Whatever happened to the practice of dunking donuts? When I was a kid everyone did it including me except I couldn't be a real dunker because I was too young to drink coffee. I had to use hot Ovaltine to do my dunking. For a kid to drink coffee in those days would be as bad as a kid smoking today.
I have drunk coffee all over but it is rare to see a dunker anymore. I have looked in Dunkin' Donuts, Starbucks, Safeway, and other places, and I don't see any dunkers. Dunkin' Donuts even promotes the practice in their name. Is dunking a lost art from the old days? Has it gone the way of the Edsel? Is it only practiced in New York and other eastern areas?
As recent as an episode of "Seinfeld" from 1991, Kramer mentions seeing baseball great Joe DiMaggio dunking donuts in a donut shop in New York. That city has always been the Mecca of donut dunkers. Coffee (a cup of Joe) and a "sinker," as donuts were called then, and sometimes now, were popular in that town in the late 19th century.

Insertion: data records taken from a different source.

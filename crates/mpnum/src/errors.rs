//! Error handling and exit codes.

use mpnum_codec::CodecError;
use mpnum_core::{ApproxError, ContextError};
use mpnum_memory::PoolError;

use crate::settings::SettingsError;

/// Process exit codes.
pub mod exit_codes {
    /// Successful execution.
    pub const SUCCESS: i32 = 0;
    /// Generic error, such as an unparsable value.
    pub const ERROR_GENERIC: i32 = 1;
    /// An enabled context trap fired.
    pub const ERROR_TRAP: i32 = 2;
    /// Malformed encoded input.
    pub const ERROR_FORMAT: i32 = 3;
    /// Invalid configuration.
    pub const ERROR_CONFIG: i32 = 4;
}

/// Exit code for an error returned by [`crate::app::run`].
pub fn exit_code(err: &anyhow::Error) -> i32 {
    err.chain()
        .find_map(|cause| {
            if let Some(e) = cause.downcast_ref::<ContextError>() {
                Some(context_code(e))
            } else if let Some(e) = cause.downcast_ref::<ApproxError>() {
                match e {
                    ApproxError::Context(inner) => Some(context_code(inner)),
                    _ => Some(exit_codes::ERROR_GENERIC),
                }
            } else if cause.is::<CodecError>() || cause.is::<hex::FromHexError>() {
                Some(exit_codes::ERROR_FORMAT)
            } else if cause.is::<SettingsError>() || cause.is::<PoolError>() {
                Some(exit_codes::ERROR_CONFIG)
            } else {
                None
            }
        })
        .unwrap_or(exit_codes::ERROR_GENERIC)
}

fn context_code(err: &ContextError) -> i32 {
    match err {
        e if e.is_trap() => exit_codes::ERROR_TRAP,
        ContextError::Parse(_) => exit_codes::ERROR_GENERIC,
        _ => exit_codes::ERROR_CONFIG,
    }
}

Vaudeville and movie actor Eddie Cantor made dunking popular in his 1931 movie "Palmy Days" and in 1942, Hollywood did a 10 minute film about the proper way to dunk a donut.
http://youtube.com/watch?v=f1Ynf8h_9aU&feature=related.That movie is a must for those learning dunking as it covers such important information as the total time a donut should be submerged in the coffee (2 ½ seconds), the proper wrist action needed, the emergence of women dunkers, and the dreaded ill mannered dunker. It is worth your time just to see the clothing styles of 1942.
With Rachel Ray now promoting Dunkin' Donuts, it's time to see some authentic dunkers out there. Forget about Starbucks and their yuppies playing with their computers. Get some Dunkin' Donuts and start dunking! "Black coffee or with cream, dunking is a dream."
Any dunking stories out there? Let's hear them.